(Stored data entries)
==*==
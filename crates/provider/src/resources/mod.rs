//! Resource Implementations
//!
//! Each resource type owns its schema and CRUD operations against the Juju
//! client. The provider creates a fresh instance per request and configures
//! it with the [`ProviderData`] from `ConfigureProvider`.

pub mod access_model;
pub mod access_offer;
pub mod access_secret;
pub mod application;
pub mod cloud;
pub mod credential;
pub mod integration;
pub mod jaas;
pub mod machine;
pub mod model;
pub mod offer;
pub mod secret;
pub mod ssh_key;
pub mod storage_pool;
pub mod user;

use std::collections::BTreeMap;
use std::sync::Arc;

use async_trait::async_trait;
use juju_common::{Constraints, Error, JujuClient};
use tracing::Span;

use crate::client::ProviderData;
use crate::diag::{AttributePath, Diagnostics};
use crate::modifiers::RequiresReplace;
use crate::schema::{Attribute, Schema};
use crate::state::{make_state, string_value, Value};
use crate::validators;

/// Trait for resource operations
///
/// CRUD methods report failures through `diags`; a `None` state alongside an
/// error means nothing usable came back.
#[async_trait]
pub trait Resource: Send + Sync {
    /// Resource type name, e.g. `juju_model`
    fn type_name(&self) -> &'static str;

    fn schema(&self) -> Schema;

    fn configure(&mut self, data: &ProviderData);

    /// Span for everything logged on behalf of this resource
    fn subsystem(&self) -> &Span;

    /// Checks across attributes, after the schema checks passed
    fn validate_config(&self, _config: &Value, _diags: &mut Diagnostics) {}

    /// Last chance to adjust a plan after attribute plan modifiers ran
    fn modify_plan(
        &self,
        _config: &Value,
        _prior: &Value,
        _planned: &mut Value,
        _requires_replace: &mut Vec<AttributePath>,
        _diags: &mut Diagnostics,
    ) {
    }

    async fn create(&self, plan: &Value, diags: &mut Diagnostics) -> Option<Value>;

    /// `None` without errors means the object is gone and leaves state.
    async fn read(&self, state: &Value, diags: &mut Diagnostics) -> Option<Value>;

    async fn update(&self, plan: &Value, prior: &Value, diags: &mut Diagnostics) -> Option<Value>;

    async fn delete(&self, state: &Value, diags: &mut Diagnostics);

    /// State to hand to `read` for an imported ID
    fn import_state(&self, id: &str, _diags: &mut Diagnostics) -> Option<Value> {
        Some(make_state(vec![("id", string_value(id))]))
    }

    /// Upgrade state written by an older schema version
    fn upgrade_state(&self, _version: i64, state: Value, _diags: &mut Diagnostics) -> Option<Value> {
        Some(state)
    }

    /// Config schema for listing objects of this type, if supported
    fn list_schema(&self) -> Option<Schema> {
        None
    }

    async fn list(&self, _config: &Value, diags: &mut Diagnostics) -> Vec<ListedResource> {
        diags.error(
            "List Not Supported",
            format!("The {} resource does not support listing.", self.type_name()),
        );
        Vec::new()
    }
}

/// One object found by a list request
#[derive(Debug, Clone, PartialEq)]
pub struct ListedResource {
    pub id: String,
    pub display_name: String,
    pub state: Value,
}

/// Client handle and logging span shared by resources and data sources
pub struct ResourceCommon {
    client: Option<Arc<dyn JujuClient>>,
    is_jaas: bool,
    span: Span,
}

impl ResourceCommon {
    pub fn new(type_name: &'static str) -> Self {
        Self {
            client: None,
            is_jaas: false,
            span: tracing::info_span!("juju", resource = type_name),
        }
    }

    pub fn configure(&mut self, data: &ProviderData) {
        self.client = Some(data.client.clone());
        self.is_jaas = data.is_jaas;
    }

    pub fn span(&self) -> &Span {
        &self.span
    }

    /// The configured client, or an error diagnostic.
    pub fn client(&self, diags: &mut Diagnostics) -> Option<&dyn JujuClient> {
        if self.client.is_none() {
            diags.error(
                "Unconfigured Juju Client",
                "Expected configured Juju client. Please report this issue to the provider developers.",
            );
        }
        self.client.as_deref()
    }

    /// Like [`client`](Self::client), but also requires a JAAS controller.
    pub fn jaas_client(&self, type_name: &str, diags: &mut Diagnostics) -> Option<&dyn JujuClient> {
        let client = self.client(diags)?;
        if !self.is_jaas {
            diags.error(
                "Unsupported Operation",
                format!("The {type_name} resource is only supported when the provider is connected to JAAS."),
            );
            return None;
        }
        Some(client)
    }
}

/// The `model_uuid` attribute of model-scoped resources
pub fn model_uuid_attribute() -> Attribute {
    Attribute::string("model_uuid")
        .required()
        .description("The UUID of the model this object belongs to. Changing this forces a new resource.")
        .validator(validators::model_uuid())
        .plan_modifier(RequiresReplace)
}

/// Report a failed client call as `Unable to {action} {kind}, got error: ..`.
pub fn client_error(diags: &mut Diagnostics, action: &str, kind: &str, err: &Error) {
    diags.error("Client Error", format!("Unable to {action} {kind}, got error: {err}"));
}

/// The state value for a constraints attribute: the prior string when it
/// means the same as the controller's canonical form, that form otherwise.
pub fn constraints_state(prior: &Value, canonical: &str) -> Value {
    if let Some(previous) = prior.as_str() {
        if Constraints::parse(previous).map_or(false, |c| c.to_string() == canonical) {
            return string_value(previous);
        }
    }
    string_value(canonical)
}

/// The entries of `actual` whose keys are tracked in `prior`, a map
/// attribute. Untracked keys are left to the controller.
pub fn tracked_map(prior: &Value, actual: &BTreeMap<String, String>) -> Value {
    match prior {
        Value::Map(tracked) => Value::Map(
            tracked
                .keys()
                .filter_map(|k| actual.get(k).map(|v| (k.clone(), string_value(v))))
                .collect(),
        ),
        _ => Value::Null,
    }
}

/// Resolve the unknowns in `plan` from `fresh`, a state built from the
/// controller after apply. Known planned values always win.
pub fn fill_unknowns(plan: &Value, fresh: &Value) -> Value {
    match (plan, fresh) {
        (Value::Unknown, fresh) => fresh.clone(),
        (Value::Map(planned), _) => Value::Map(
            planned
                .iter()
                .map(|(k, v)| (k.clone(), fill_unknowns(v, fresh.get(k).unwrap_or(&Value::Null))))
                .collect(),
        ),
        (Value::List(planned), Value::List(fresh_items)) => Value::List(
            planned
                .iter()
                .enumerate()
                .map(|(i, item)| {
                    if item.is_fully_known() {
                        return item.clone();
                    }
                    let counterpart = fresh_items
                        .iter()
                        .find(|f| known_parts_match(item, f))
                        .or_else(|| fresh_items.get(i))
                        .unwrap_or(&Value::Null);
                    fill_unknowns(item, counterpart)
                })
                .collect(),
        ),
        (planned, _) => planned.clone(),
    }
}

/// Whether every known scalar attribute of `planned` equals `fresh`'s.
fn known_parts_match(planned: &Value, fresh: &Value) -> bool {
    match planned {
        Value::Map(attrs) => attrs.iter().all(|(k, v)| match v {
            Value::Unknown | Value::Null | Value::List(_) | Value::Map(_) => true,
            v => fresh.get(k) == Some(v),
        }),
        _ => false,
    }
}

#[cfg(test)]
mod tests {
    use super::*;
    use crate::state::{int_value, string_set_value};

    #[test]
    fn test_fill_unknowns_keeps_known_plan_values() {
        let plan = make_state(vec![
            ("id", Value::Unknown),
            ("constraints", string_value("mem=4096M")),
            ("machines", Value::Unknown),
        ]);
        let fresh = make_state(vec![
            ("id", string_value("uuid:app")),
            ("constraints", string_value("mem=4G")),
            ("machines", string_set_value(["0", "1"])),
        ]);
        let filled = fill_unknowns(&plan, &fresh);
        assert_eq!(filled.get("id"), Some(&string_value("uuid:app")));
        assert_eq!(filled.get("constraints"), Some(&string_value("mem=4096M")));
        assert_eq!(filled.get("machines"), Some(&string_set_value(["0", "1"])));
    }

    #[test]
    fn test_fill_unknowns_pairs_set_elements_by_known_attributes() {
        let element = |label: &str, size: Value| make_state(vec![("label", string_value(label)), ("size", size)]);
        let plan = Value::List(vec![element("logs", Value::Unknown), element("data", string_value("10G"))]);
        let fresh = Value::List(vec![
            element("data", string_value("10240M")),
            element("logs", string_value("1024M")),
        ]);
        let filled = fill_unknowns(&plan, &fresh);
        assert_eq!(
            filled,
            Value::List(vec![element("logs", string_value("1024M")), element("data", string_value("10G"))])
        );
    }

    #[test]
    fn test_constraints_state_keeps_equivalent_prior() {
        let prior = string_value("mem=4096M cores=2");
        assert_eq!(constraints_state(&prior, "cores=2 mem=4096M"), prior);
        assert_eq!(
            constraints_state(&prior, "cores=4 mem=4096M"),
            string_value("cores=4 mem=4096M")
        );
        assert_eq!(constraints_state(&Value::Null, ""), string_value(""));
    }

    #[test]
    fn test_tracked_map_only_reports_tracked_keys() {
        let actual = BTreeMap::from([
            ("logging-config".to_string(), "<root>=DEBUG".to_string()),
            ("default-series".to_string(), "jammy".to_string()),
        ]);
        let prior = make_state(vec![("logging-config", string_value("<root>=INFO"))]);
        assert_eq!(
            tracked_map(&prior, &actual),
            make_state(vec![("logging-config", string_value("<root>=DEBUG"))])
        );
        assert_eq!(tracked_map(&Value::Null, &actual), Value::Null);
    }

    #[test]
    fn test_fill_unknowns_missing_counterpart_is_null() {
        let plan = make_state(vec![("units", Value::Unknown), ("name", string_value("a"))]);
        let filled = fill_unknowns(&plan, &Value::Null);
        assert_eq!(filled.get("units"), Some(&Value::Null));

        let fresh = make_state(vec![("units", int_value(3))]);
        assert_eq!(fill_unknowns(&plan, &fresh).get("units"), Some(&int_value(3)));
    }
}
==*==
DIRECTIONS FOR THIS TASK:
Using the entries above, return each line in which the word "from" occurs.

YOUR RESPONSE:
//! it with the [`ProviderData`] from `ConfigureProvider`.
/// Resolve the unknowns in `plan` from `fresh`, a state built from the
        let actual = BTreeMap::from([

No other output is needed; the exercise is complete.